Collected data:
——
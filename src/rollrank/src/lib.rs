//! # rollrank
//!
//! Weapon roll ranking library - perk variant mapping and community ranking queries.
//!
//! This library provides functionality to:
//! - Read the third-party roll appraiser dataset
//! - Derive the standard -> enhanced perk hash mapping from it
//! - Reduce the dataset to the statistics tables shipped to the runtime
//! - Compress the raw dataset for network transfer
//! - Answer perk, trait combo, masterwork and review queries for a weapon
//!
//! ## Example
//!
//! ```no_run
//! use rollrank::{MappingPolicy, RankingEngine, RawDataset, RollStatistics};
//!
//! # fn main() -> Result<(), Box<dyn std::error::Error>> {
//! let dataset = RawDataset::open("backend/light/rollAppraiserData.json")?;
//! let mapping = rollrank::extract_standard_to_enhanced(&dataset, MappingPolicy::AscendingHash);
//!
//! let reduced = rollrank::reduce_dataset(&dataset);
//! let stats = RollStatistics::from_value(reduced)?;
//!
//! let engine = RankingEngine::new(stats, mapping);
//! if let Some(rank) = engine.get_perk_rank(1363886209, 3619207468) {
//!     println!("Rank {} ({} users)", rank.rank, rank.count);
//! }
//! # Ok(())
//! # }
//! ```

pub mod appraisal;
pub mod compress;
pub mod dataset;
pub mod engine;
pub mod filter;
pub mod loader;
pub mod mapping;
pub mod ranking;
pub mod reduce;
pub mod stats;

/// Destiny item hashes are unsigned 32-bit identifiers.
pub type ItemHash = u32;

#[doc(inline)]
pub use appraisal::{BestPerkChange, PerkColumn, WeaponRoll, TRAIT_COLUMNS};
#[doc(inline)]
pub use compress::{compress_file, compressed_path, CompressError, CompressionReport};
#[doc(inline)]
pub use dataset::{DatasetError, PerkDescriptor, RawDataset};
#[doc(inline)]
pub use engine::RankingEngine;
#[doc(inline)]
pub use filter::{FilterError, FilterField, RangeFilter, RankingFilter};
#[doc(inline)]
pub use loader::{EngineLoader, FileStatsSource, LoadError, StatsSource};
#[cfg(feature = "http")]
#[doc(inline)]
pub use loader::HttpStatsSource;
#[doc(inline)]
pub use mapping::{
    extract_standard_to_enhanced, MappingError, MappingPolicy, PerkNameIndex,
    StandardToEnhancedMap,
};
#[doc(inline)]
pub use ranking::{
    BestTraitCombo, PerkRank, RatingTier, ReviewSummary, TraitComboRank, TraitComboSummary,
    WeaponPerkRank, WeaponRankingData,
};
#[doc(inline)]
pub use reduce::{reduce_dataset, REDUCED_TABLES};
#[doc(inline)]
pub use stats::{PerkStat, ReviewStat, RollStatistics, TraitCombo};

/// Parse a hash the way query callers supply it (decimal string, surrounding whitespace ignored).
pub fn parse_hash(value: &str) -> Option<ItemHash> {
    value.trim().parse().ok()
}

#[cfg(test)]
mod tests {
    use super::*;

    #[test]
    fn test_parse_hash() {
        assert_eq!(parse_hash("3619207468"), Some(3619207468));
        assert_eq!(parse_hash(" 42 "), Some(42));
        assert_eq!(parse_hash("abc"), None);
        assert_eq!(parse_hash("-1"), None);
    }
}
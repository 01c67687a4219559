//! Platform capabilities consumed by the diagnostics.
//!
//! The engine does not own any hardware access: raw register moves, CSR
//! instructions, memory-mapped watchdog blocks, the calibration unit and
//! the linker-provided region bounds are all supplied by the surrounding
//! system through the traits in this module. Each diagnostic in
//! [`diag`](crate::diag) is generic over exactly the capability it needs;
//! the [`Platform`] bundle wires a full set into the
//! [`Bist`](crate::Bist) facade.

pub mod clock;
pub mod memory;
pub mod pc;
pub mod registers;
pub mod wdt;

pub use clock::{ClockCalibration, CrystalMonitor};
pub use memory::{GuardWord, HeapRegion, RamBus, StackGuard};
pub use pc::{PC_SLOT_COUNT, PcSlot};
pub use registers::{
    CSR_TEST_PLAN, Csr, CsrFile, GPR_TEST_PLAN, Gpr, GprFile, RegisterSpec,
};
pub use wdt::{ResetCause, SystemWatchdog, WdtStage, WdtStageAction};

/// Full capability bundle for the [`Bist`](crate::Bist) facade.
///
/// Accessors hand out each capability one at a time; the facade borrows
/// them sequentially, matching the shared-hardware ownership rule that a
/// running test owns its block exclusively.
pub trait Platform {
    /// General-purpose register file access
    type Gprs: GprFile;
    /// Control/status register access
    type Csrs: CsrFile;
    /// RAM region under march test
    type Ram: RamBus;
    /// Stack guard word
    type Guard: StackGuard;
    /// Crystal-health watchdog block
    type Crystal: CrystalMonitor;
    /// Clock-ratio calibration unit
    type Calibration: ClockCalibration;
    /// System watchdog block
    type Watchdog: SystemWatchdog;

    /// Access the general-purpose register file
    fn gprs(&mut self) -> &mut Self::Gprs;
    /// Access the control/status registers
    fn csrs(&mut self) -> &mut Self::Csrs;
    /// Access the RAM region under test (the heap)
    fn ram(&mut self) -> &mut Self::Ram;
    /// Access the stack guard word
    fn stack_guard(&mut self) -> &mut Self::Guard;
    /// The four program-counter placement slots
    fn pc_slots(&self) -> [PcSlot; PC_SLOT_COUNT];
    /// Access the crystal-health watchdog
    fn crystal(&mut self) -> &mut Self::Crystal;
    /// Access the clock-calibration unit
    fn calibration(&mut self) -> &mut Self::Calibration;
    /// Access the system watchdog
    fn watchdog(&mut self) -> &mut Self::Watchdog;
}
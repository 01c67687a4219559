//! Watchdog capability and the reset-cause query.

// =============================================================================
// Reset Cause
// =============================================================================

/// Hardware event that caused the most recent boot
#[derive(Debug, Clone, Copy, PartialEq, Eq)]
#[cfg_attr(feature = "defmt", derive(defmt::Format))]
pub enum ResetCause {
    /// Power-on or external reset pin
    PowerOn,
    /// Brownout detector
    Brownout,
    /// Software-requested reset
    Software,
    /// Main system watchdog (the one this crate tests)
    MainWatchdog,
    /// RTC/super watchdog
    RtcWatchdog,
    /// Wake from deep sleep
    DeepSleepWake,
    /// Anything the platform cannot classify
    Unknown,
}

// =============================================================================
// Watchdog Session
// =============================================================================

/// Action taken when a watchdog stage expires
#[derive(Debug, Clone, Copy, PartialEq, Eq)]
#[cfg_attr(feature = "defmt", derive(defmt::Format))]
pub enum WdtStageAction {
    /// Stage disabled
    Off,
    /// Raise an interrupt
    Interrupt,
    /// Reset the whole system
    ResetSystem,
}

/// One stage of a watchdog session
#[derive(Debug, Clone, Copy, PartialEq, Eq)]
#[cfg_attr(feature = "defmt", derive(defmt::Format))]
pub struct WdtStage {
    /// Stage expiry, in milliseconds from the last feed
    pub timeout_ms: u32,
    /// Action on expiry
    pub action: WdtStageAction,
}

/// System watchdog block.
///
/// The diagnostic owns the block exclusively while it runs: it arms a
/// two-stage session, deliberately never feeds, and either the hardware
/// resets the system (observed as [`ResetCause::MainWatchdog`] on the next
/// boot) or the test disarms and reports failure.
pub trait SystemWatchdog {
    /// Which hardware event caused the current boot
    fn reset_cause(&self) -> ResetCause;

    /// Configure and enable both stages.
    ///
    /// Implementations handle the write-protect dance the hardware
    /// requires; the session is live when this returns.
    fn arm(&mut self, stages: [WdtStage; 2]);

    /// Disable the watchdog and release the block
    fn disarm(&mut self);
}
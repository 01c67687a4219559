//! Watchdog reset diagnostic.
//!
//! A watchdog that cannot reset the system is worse than none, so this
//! test provokes the real thing. The proof arrives on the *next* boot: if
//! the current reset cause already says "main watchdog", the mechanism is
//! proven and the hardware is left untouched. Otherwise a two-stage
//! session is armed - interrupt at the timeout, full system reset at
//! twice the timeout - deliberately never fed, and the test busy-waits.
//! Surviving the wait is the failure signature.

use embedded_hal::delay::DelayNs;

use crate::constants::{WDT_POLL_INTERVAL_US, WDT_WAIT_ITERATIONS};
use crate::outcome::TestOutcome;
use crate::platform::wdt::{ResetCause, SystemWatchdog, WdtStage, WdtStageAction};

/// Verify the watchdog resets the system when unserviced.
///
/// Returns [`TestOutcome::Ok`] immediately when the current boot was
/// caused by this watchdog. Otherwise arms, never feeds, waits the
/// bounded interval, and - still being alive - disarms and returns
/// [`TestOutcome::WatchdogTestFailed`]. A healthy watchdog never lets
/// this function return from the armed path.
pub fn run<W, D>(wdt: &mut W, delay: &mut D, timeout_ms: u32) -> TestOutcome
where
    W: SystemWatchdog,
    D: DelayNs,
{
    if wdt.reset_cause() == ResetCause::MainWatchdog {
        return TestOutcome::Ok;
    }

    wdt.arm([
        WdtStage {
            timeout_ms,
            action: WdtStageAction::Interrupt,
        },
        WdtStage {
            timeout_ms: timeout_ms.saturating_mul(2),
            action: WdtStageAction::ResetSystem,
        },
    ]);

    #[cfg(feature = "defmt")]
    defmt::info!("watchdog armed for {} ms, not feeding", timeout_ms);

    // a real reset cuts this loop short; only a broken watchdog lets it
    // finish
    for _ in 0..WDT_WAIT_ITERATIONS {
        delay.delay_us(WDT_POLL_INTERVAL_US);
    }

    wdt.disarm();
    TestOutcome::WatchdogTestFailed
}

// =============================================================================
// Unit Tests
// =============================================================================
//! Centralized Constants
//!
//! This module provides a single source of truth for the magic numbers used
//! throughout the BIST engine.
//!
//! # Organization
//!
//! Constants are grouped by category:
//! - **Bit patterns**: register and RAM test patterns
//! - **RAM test**: chunk bound for the backup buffer
//! - **Stack test**: guard sentinel and recursion bound
//! - **Timing**: polling intervals and bounded waits
//! - **Clock calibration**: reference clock and fixed-point format
//!
//! # Note
//!
//! Register identifiers and valid-bit masks live in
//! [`platform::registers`](crate::platform::registers) next to the test
//! plans that consume them.

// =============================================================================
// Bit Patterns
// =============================================================================

/// First register test pattern (alternating bits, 1010...)
pub const PATTERN_A: u32 = 0xAAAA_AAAA;

/// Second register test pattern, bitwise complement of [`PATTERN_A`]
pub const PATTERN_5: u32 = 0x5555_5555;

/// March element "all ones" value
pub const MARCH_ONES: u32 = 0xFFFF_FFFF;

/// March element "all zeros" value
pub const MARCH_ZEROS: u32 = 0x0000_0000;

// =============================================================================
// RAM Test
// =============================================================================

/// Capacity of the RAM backup buffer in 32-bit words (1024 bytes).
///
/// March tests process the target region in chunks of at most this many
/// words so the backup storage stays small regardless of region size.
pub const RAM_BACKUP_CHUNK_WORDS: usize = 256;

// =============================================================================
// Stack Test
// =============================================================================

/// Sentinel written to the guard word past the protected stack region
pub const STACK_GUARD_PATTERN: u32 = 0xDEAD_BEEF;

/// Upper bound on recursion depth; guarantees termination even when the
/// guard mechanism never triggers
pub const STACK_RECURSION_LIMIT: u32 = 20_000;

/// Minimum stack consumed per recursion frame in bytes
pub const STACK_FRAME_FILL_BYTES: usize = 128;

// =============================================================================
// Timing
// =============================================================================

/// Polling increment for the crystal-fail wait in microseconds
pub const CRYSTAL_POLL_INTERVAL_US: u32 = 1_000;

/// Default bounded wait for the crystal-fail flag in milliseconds.
///
/// Tunable via [`BistConfig::with_crystal_wait_ms`]; real hardware may
/// want a longer window (~1 s) than this documented default.
///
/// [`BistConfig::with_crystal_wait_ms`]: crate::config::BistConfig::with_crystal_wait_ms
pub const CRYSTAL_WAIT_MS: u32 = 500;

/// Crystal-health watchdog timeout, in 32 kHz clock ticks
pub const CRYSTAL_WDT_TIMEOUT: u32 = 200;

/// Default watchdog test timeout in milliseconds (stage two fires at twice
/// this value)
pub const WDT_TEST_TIMEOUT_MS: u32 = 100;

/// Per-iteration delay of the watchdog wait loop in microseconds
pub const WDT_POLL_INTERVAL_US: u32 = 1_000;

/// Iteration count of the watchdog wait loop (1 s total on real hardware)
pub const WDT_WAIT_ITERATIONS: u32 = 1_000;

// =============================================================================
// Clock Calibration
// =============================================================================

/// Reference slow clock frequency in Hz (external 32 kHz crystal)
pub const SLOW_CLK_HZ: u32 = 32_768;

/// Number of slow-clock cycles sampled per calibration
pub const CLK_CAL_CYCLES: u32 = 500;

/// Fraction bits of the fixed-point calibration ratio
pub const CLK_CAL_FRACT: u32 = 19;

// =============================================================================
// Unit Tests
// =============================================================================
——
If a line comes after the one that contains "pub mod appraisal;", leave it out; return every line of the entries up to that point exactly, starting with the first, with that line included.

SOLUTION:
filename src/rollrank/src/lib.rs
//! # rollrank
//!
//! Weapon roll ranking library - perk variant mapping and community ranking queries.
//!
//! This library provides functionality to:
//! - Read the third-party roll appraiser dataset
//! - Derive the standard -> enhanced perk hash mapping from it
//! - Reduce the dataset to the statistics tables shipped to the runtime
//! - Compress the raw dataset for network transfer
//! - Answer perk, trait combo, masterwork and review queries for a weapon
//!
//! ## Example
//!
//! ```no_run
//! use rollrank::{MappingPolicy, RankingEngine, RawDataset, RollStatistics};
//!
//! # fn main() -> Result<(), Box<dyn std::error::Error>> {
//! let dataset = RawDataset::open("backend/light/rollAppraiserData.json")?;
//! let mapping = rollrank::extract_standard_to_enhanced(&dataset, MappingPolicy::AscendingHash);
//!
//! let reduced = rollrank::reduce_dataset(&dataset);
//! let stats = RollStatistics::from_value(reduced)?;
//!
//! let engine = RankingEngine::new(stats, mapping);
//! if let Some(rank) = engine.get_perk_rank(1363886209, 3619207468) {
//!     println!("Rank {} ({} users)", rank.rank, rank.count);
//! }
//! # Ok(())
//! # }
//! ```

pub mod appraisal;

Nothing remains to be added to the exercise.